Wenn ich da dann an der PS3 demonstrieren kann, wie der Koop-Modus funzt, dann krieg ich sogar Mütter rum, damit sie ne PS3 kaufen.
Lieder fehlt mit in der Weihnachtszeit die Zeit.


----------



## Kandinata (16. Dezember 2008)

*AW: LittleBigPlanet*



			
				Herbboy am 16.12.2008 01:08 schrieb:
			
		

> allerdings vermute ich, dass der finanzielle aufwand für LBP nicht so groß war wie für "blockbuster" a la eben CoD5 usw. - oder nicht? dann wäre ein hinter den "blockbustern" platzieren ja auch nicht sooo tragisch...



Theoretisch sind die Entwicklungskosten erstaunlich niedrig weil man eben keine Ressourcen in Level und Anderes stecken muss, sondern man quasi nur das Programmiertool dem Spieler in die Hand drückt und ihm sagt er darf seine Level selber bauen, und falls ihm das Genre nicht passt dann soll er aus dem Plattformer eben nen Autorenner machen, alles Möglich   

Simpel und Genial, leider nur völlig am Mainstream vorbei...


----------



## McDrake (16. Dezember 2008)

*AW: LittleBigPlanet*



			
				Kandinata am 16.12.2008 01:20 schrieb:
			
		

> Theoretisch sind die Entwicklungskosten erstaunlich niedrig weil man eben keine Ressourcen in Level und Anderes stecken muss, sondern man quasi nur das Programmiertool dem Spieler in die Hand drückt und ihm sagt er darf seine Level selber bauen, und falls ihm das Genre nicht passt dann soll er aus dem Plattformer eben nen Autorenner machen, alles Möglich


Wobei ich glaube, dass eben DAS der grösste Aufwand ist.
Ich persönlich würde gerne Levles mit nem guten Tool erstellen.
Wenn das Tool mal steht, ist der Rest doch einfach, bzw es braucht "nur" kreative Köpfe



> Simpel und Genial, leider nur völlig am Mainstream vorbei...

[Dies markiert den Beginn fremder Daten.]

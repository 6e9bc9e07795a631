// ABOUTME: Body and goal profile models used as calculator input
// ABOUTME: Validated constructors enforce positive body stats and a non-empty goal set
//
// SPDX-License-Identifier: MIT OR Apache-2.0
// Copyright (c) 2025 MacroLens

use crate::constants::energy::{KCAL_PER_G_CARBS, KCAL_PER_G_FAT, KCAL_PER_G_PROTEIN};
use crate::errors::{AppError, AppResult};
use serde::{Deserialize, Serialize};
use std::collections::BTreeSet;
use std::fmt;
use std::str::FromStr;

/// Gender as collected during onboarding
#[derive(Debug, Clone, Copy, Serialize, Deserialize, PartialEq, Eq, Hash)]
#[serde(rename_all = "lowercase")]
pub enum Gender {
    /// Male (uses the +5 BMR offset)
    Male,
    /// Female (uses the -161 BMR offset)
    Female,
    /// Other or undisclosed (shares the female BMR offset)
    Other,
}

/// Activity level for TDEE calculation
#[derive(Debug, Clone, Copy, Serialize, Deserialize, PartialEq, Eq, Hash)]
#[serde(rename_all = "camelCase")]
pub enum ActivityLevel {
    /// Little or no exercise
    Sedentary,
    /// Light exercise 1-3 days/week
    Light,
    /// Moderate exercise 3-5 days/week
    Moderate,
    /// Hard exercise 6-7 days/week
    Active,
    /// Very hard exercise or physical job
    VeryActive,
}

/// Primary goal selected during onboarding
///
/// Declaration order is the resolution priority: when several goals are
/// selected, the first one in this order drives the calorie adjustment.
#[derive(Debug, Clone, Copy, Serialize, Deserialize, PartialEq, Eq, Hash, PartialOrd, Ord)]
#[serde(rename_all = "snake_case")]
pub enum PrimaryGoal {
    /// Manage blood sugar
    ControlDiabetes,
    /// Caloric deficit
    LoseWeight,
    /// Caloric surplus
    BuildMuscle,
    /// Mild deficit
    GetFit,
    /// Caloric balance
    Maintain,
}

/// Health condition that may change the macro split
#[derive(Debug, Clone, Copy, Serialize, Deserialize, PartialEq, Eq, Hash, PartialOrd, Ord)]
#[serde(rename_all = "snake_case")]
pub enum HealthCondition {
    /// Diagnosed diabetes
    Diabetes,
    /// Pre-diabetes
    PreDiabetic,
    /// High blood pressure
    HighBp,
    /// High cholesterol
    HighCholesterol,
    /// Polycystic ovary syndrome
    Pcos,
    /// Thyroid condition
    Thyroid,
    /// Heart disease
    HeartDisease,
    /// No condition reported
    None,
}

impl HealthCondition {
    /// Whether the condition calls for the blood-sugar macro split
    #[must_use]
    pub const fn affects_blood_sugar(self) -> bool {
        matches!(self, Self::Diabetes | Self::PreDiabetic)
    }
}

/// Dietary preference; only `Keto` changes the macro split
#[derive(Debug, Clone, Copy, Serialize, Deserialize, PartialEq, Eq, Hash, PartialOrd, Ord)]
#[serde(rename_all = "snake_case")]
pub enum DietaryPreference {
    /// No meat
    Vegetarian,
    /// No animal products
    Vegan,
    /// No gluten
    GlutenFree,
    /// No dairy
    DairyFree,
    /// Very low carbohydrate
    Keto,
    /// Paleolithic diet
    Paleo,
    /// Halal
    Halal,
    /// No preference
    None,
}

macro_rules! impl_wire_name {
    ($ty:ty { $($variant:ident => $name:literal),+ $(,)? }) => {
        impl $ty {
            /// Wire name used in stored documents
            #[must_use]
            pub const fn as_str(&self) -> &'static str {
                match self {
                    $(Self::$variant => $name,)+
                }
            }
        }

        impl fmt::Display for $ty {
            fn fmt(&self, f: &mut fmt::Formatter<'_>) -> fmt::Result {
                f.write_str(self.as_str())
            }
        }

        impl FromStr for $ty {
            type Err = AppError;

            fn from_str(s: &str) -> Result<Self, Self::Err> {
                match s.trim() {
                    $($name => Ok(Self::$variant),)+
                    other => Err(AppError::invalid_input(format!(
                        "Unknown {} '{other}'",
                        stringify!($ty)
                    ))),
                }
            }
        }
    };
}

impl_wire_name!(Gender {
    Male => "male",
    Female => "female",
    Other => "other",
});

impl_wire_name!(ActivityLevel {
    Sedentary => "sedentary",
    Light => "light",
    Moderate => "moderate",
    Active => "active",
    VeryActive => "veryActive",
});

impl_wire_name!(PrimaryGoal {
    ControlDiabetes => "control_diabetes",
    LoseWeight => "lose_weight",
    BuildMuscle => "build_muscle",
    GetFit => "get_fit",
    Maintain => "maintain",
});

impl_wire_name!(HealthCondition {
    Diabetes => "diabetes",
    PreDiabetic => "pre_diabetic",
    HighBp => "high_bp",
    HighCholesterol => "high_cholesterol",
    Pcos => "pcos",
    Thyroid => "thyroid",
    HeartDisease => "heart_disease",
    None => "none",
});

impl_wire_name!(DietaryPreference {
    Vegetarian => "vegetarian",
    Vegan => "vegan",
    GlutenFree => "gluten_free",
    DairyFree => "dairy_free",
    Keto => "keto",
    Paleo => "paleo",
    Halal => "halal",
    None => "none",
});

/// Wire shape of a body profile before validation
#[derive(Debug, Clone, Serialize, Deserialize)]
#[serde(rename_all = "camelCase")]
struct BodyProfileFields {
    gender: Gender,
    age: u32,
    height_cm: f64,
    weight_kg: f64,
    #[serde(default, skip_serializing_if = "Option::is_none")]
    target_weight_kg: Option<f64>,
}

/// Body statistics for BMR calculation
///
/// Only constructible through [`BodyProfile::new`] (or deserialization, which
/// runs the same checks), so every instance has a positive age, height and
/// weight.
#[derive(Debug, Clone, Copy, PartialEq, Serialize, Deserialize)]
#[serde(try_from = "BodyProfileFields", into = "BodyProfileFields")]
pub struct BodyProfile {
    gender: Gender,
    age: u32,
    height_cm: f64,
    weight_kg: f64,
    target_weight_kg: Option<f64>,
}

fn require_positive(field: &str, value: f64) -> AppResult<f64> {
    if value.is_finite() && value > 0.0 {
        Ok(value)
    } else {
        Err(AppError::out_of_range(format!(
            "{field} must be a positive number, got {value}"
        )))
    }
}

impl BodyProfile {
    /// Create a validated body profile
    ///
    /// # Errors
    ///
    /// Returns `ValueOutOfRange` if age is zero, or if height, weight or the
    /// optional target weight is not a finite positive number
    pub fn new(
        gender: Gender,
        age: u32,
        height_cm: f64,
        weight_kg: f64,
        target_weight_kg: Option<f64>,
    ) -> AppResult<Self> {
        if age == 0 {
            return Err(AppError::out_of_range("age must be at least 1 year"));
        }
        let height_cm = require_positive("height_cm", height_cm)?;
        let weight_kg = require_positive("weight_kg", weight_kg)?;
        let target_weight_kg = target_weight_kg
            .map(|target| require_positive("target_weight_kg", target))
            .transpose()?;

        Ok(Self {
            gender,
            age,
            height_cm,
            weight_kg,
            target_weight_kg,
        })
    }

    /// Gender
    #[must_use]
    pub const fn gender(&self) -> Gender {
        self.gender
    }

    /// Age in years
    #[must_use]
    pub const fn age(&self) -> u32 {
        self.age
    }

    /// Height in centimeters
    #[must_use]
    pub const fn height_cm(&self) -> f64 {
        self.height_cm
    }

    /// Weight in kilograms
    #[must_use]
    pub const fn weight_kg(&self) -> f64 {
        self.weight_kg
    }

    /// Target weight in kilograms, if set
    #[must_use]
    pub const fn target_weight_kg(&self) -> Option<f64> {
        self.target_weight_kg
    }
}

impl TryFrom<BodyProfileFields> for BodyProfile {
    type Error = AppError;

    fn try_from(fields: BodyProfileFields) -> Result<Self, Self::Error> {
        Self::new(
            fields.gender,
            fields.age,
            fields.height_cm,
            fields.weight_kg,
            fields.target_weight_kg,
        )
    }
}

impl From<BodyProfile> for BodyProfileFields {
    fn from(profile: BodyProfile) -> Self {
        Self {
            gender: profile.gender,
            age: profile.age,
            height_cm: profile.height_cm,
            weight_kg: profile.weight_kg,
            target_weight_kg: profile.target_weight_kg,
        }
    }
}

/// Wire shape of a goal profile before validation
#[derive(Debug, Clone, Serialize, Deserialize)]
#[serde(rename_all = "camelCase")]
struct GoalProfileFields {
    activity_level: ActivityLevel,
    primary_goals: Vec<PrimaryGoal>,
    #[serde(default)]
    health_conditions: Vec<HealthCondition>,
    #[serde(default)]
    dietary_preferences: Vec<DietaryPreference>,
}

/// Lifestyle, goals and constraints for target calculation
#[derive(Debug, Clone, PartialEq, Eq, Serialize, Deserialize)]
#[serde(try_from = "GoalProfileFields", into = "GoalProfileFields")]
pub struct GoalProfile {
    activity_level: ActivityLevel,
    primary_goals: BTreeSet<PrimaryGoal>,
    health_conditions: BTreeSet<HealthCondition>,
    dietary_preferences: BTreeSet<DietaryPreference>,
}

impl GoalProfile {
    /// Create a validated goal profile
    ///
    /// Duplicates are collapsed; the order goals were selected in is not
    /// preserved because it never influences the result.
    ///
    /// # Errors
    ///
    /// Returns `MissingRequiredField` if no primary goal is given
    pub fn new(
        activity_level: ActivityLevel,
        primary_goals: impl IntoIterator<Item = PrimaryGoal>,
        health_conditions: impl IntoIterator<Item = HealthCondition>,
        dietary_preferences: impl IntoIterator<Item = DietaryPreference>,
    ) -> AppResult<Self> {
        let primary_goals: BTreeSet<_> = primary_goals.into_iter().collect();
        if primary_goals.is_empty() {
            return Err(AppError::missing_field("At least one primary goal"));
        }

        Ok(Self {
            activity_level,
            primary_goals,
            health_conditions: health_conditions.into_iter().collect(),
            dietary_preferences: dietary_preferences.into_iter().collect(),
        })
    }

    /// Activity level
    #[must_use]
    pub const fn activity_level(&self) -> ActivityLevel {
        self.activity_level
    }

    /// Selected goals, ordered by resolution priority
    #[must_use]
    pub const fn primary_goals(&self) -> &BTreeSet<PrimaryGoal> {
        &self.primary_goals
    }

    /// Reported health conditions
    #[must_use]
    pub const fn health_conditions(&self) -> &BTreeSet<HealthCondition> {
        &self.health_conditions
    }

    /// Dietary preferences
    #[must_use]
    pub const fn dietary_preferences(&self) -> &BTreeSet<DietaryPreference> {
        &self.dietary_preferences
    }

    /// Whether the goal set contains `goal`
    #[must_use]
    pub fn has_goal(&self, goal: PrimaryGoal) -> bool {
        self.primary_goals.contains(&goal)
    }

    /// Whether the condition set contains `condition`
    #[must_use]
    pub fn has_condition(&self, condition: HealthCondition) -> bool {
        self.health_conditions.contains(&condition)
    }

    /// Whether the preference set contains `preference`
    #[must_use]
    pub fn prefers(&self, preference: DietaryPreference) -> bool {
        self.dietary_preferences.contains(&preference)
    }

    /// Copy of this profile with a different activity level
    #[must_use]
    pub fn with_activity_level(mut self, activity_level: ActivityLevel) -> Self {
        self.activity_level = activity_level;
        self
    }
}

impl TryFrom<GoalProfileFields> for GoalProfile {
    type Error = AppError;

    fn try_from(fields: GoalProfileFields) -> Result<Self, Self::Error> {
        Self::new(
            fields.activity_level,
            fields.primary_goals,
            fields.health_conditions,
            fields.dietary_preferences,
        )
    }
}

impl From<GoalProfile> for GoalProfileFields {
    fn from(profile: GoalProfile) -> Self {
        Self {
            activity_level: profile.activity_level,
            primary_goals: profile.primary_goals.into_iter().collect(),
            health_conditions: profile.health_conditions.into_iter().collect(),
            dietary_preferences: profile.dietary_preferences.into_iter().collect(),
        }
    }
}

/// Daily calorie and macro goals shown on the dashboard
#[derive(Debug, Clone, Copy, PartialEq, Eq, Serialize, Deserialize)]
pub struct DailyGoals {
    /// Calories (kcal)
    pub calories: u32,
    /// Protein (g)
    pub protein: u32,
    /// Carbohydrates (g)
    pub carbs: u32,
    /// Fat (g)
    pub fat: u32,
}

impl Default for DailyGoals {
    fn default() -> Self {
        Self {
            calories: 2200,
            protein: 140,
            carbs: 250,
            fat: 70,
        }
    }
}

/// Calculated daily targets
///
/// Always recomputed wholesale; a new value replaces the previous one.
#[derive(Debug, Clone, Copy, PartialEq, Eq, Serialize, Deserialize)]
pub struct MacroTargets {
    /// Target calories (kcal/day), never below the calorie floor
    pub calories: u32,
    /// Protein (g/day)
    pub protein: u32,
    /// Carbohydrates (g/day)
    pub carbs: u32,
    /// Fat (g/day)
    pub fat: u32,
    /// Basal metabolic rate (kcal/day)
    pub bmr: i32,
    /// Total daily energy expenditure (kcal/day)
    pub tdee: i32,
}

impl MacroTargets {
    /// Calories implied by the gram targets (4/4/9 kcal per gram)
    #[must_use]
    pub fn macro_calories(&self) -> f64 {
        f64::from(self.fat).mul_add(
            KCAL_PER_G_FAT,
            f64::from(self.protein).mul_add(KCAL_PER_G_PROTEIN, f64::from(self.carbs) * KCAL_PER_G_CARBS),
        )
    }

    /// The subset stored on the user profile
    #[must_use]
    pub const fn daily_goals(&self) -> DailyGoals {
        DailyGoals {
            calories: self.calories,
            protein: self.protein,
            carbs: self.carbs,
            fat: self.fat,
        }
    }
}
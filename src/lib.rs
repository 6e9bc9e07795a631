// ABOUTME: Main library entry point for the MacroLens nutrition engine
// ABOUTME: Macro targets, serving scaling, food normalization, and progress analytics
//
// SPDX-License-Identifier: MIT OR Apache-2.0
// Copyright (c) 2025 MacroLens

#![deny(unsafe_code)]

//! # `MacroLens`
//!
//! Nutrition engine behind a meal-photo calorie tracker. The engine turns a
//! user's body statistics and goals into daily calorie and macro targets,
//! rescales nutrients when a serving size is edited, normalizes food-database
//! records into per-100 g values, and rolls food and weight logs up into
//! progress summaries.
//!
//! ## Architecture
//!
//! - **Core** (`macrolens-core`): errors, constants, and domain models
//! - **Config**: tunable formula coefficients with environment overrides
//! - **Intelligence**: the pure nutrition math
//! - **External**: contracts for the vision analyzer and the document store
//! - **Commands**: JSON-in, JSON-out handlers used by `macrolens-cli`
//!
//! ## Example Usage
//!
//! ```rust,no_run
//! use macrolens::intelligence::compute_default_targets;
//! use macrolens::models::{ActivityLevel, BodyProfile, Gender, GoalProfile, PrimaryGoal};
//! use macrolens::errors::AppResult;
//!
//! fn main() -> AppResult<()> {
//!     let body = BodyProfile::new(Gender::Male, 30, 180.0, 80.0, None)?;
//!     let goals = GoalProfile::new(ActivityLevel::Moderate, [PrimaryGoal::Maintain], [], [])?;
//!     let targets = compute_default_targets(&body, &goals);
//!     println!("{} kcal/day", targets.calories);
//!     Ok(())
//! }
//! ```

pub use macrolens_core::{constants, errors, models};

/// Formula coefficients and engine tunables
pub mod config;

/// Structured logging setup
pub mod logging;

/// Nutrition calculations: targets, scaling, normalization, progress
pub mod intelligence;

/// Vision-analysis result shape and the per-user document store
pub mod external;

/// Handlers behind the `macrolens-cli` subcommands
pub mod commands;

Wir werden uns hoffentlich noch an "damals" erinnern, als LBP1 rauskam und beinahe in der Versenkung verschwand.
LBP3 (auf der neuen SEGA-Konsole) wird dann DER Hit und wir waren dabei bei der Geburt des Urvaters.
So wies heut bei Deus Ex, Syndicate & co is


----------



## El_Cativo (16. Dezember 2008)

*AW: LittleBigPlanet*



			
				McDrake am 16.12.2008 01:20 schrieb:
			
		

> Mag schon sein. Aber "nicht Gamer" schauen sich sowas nicht an.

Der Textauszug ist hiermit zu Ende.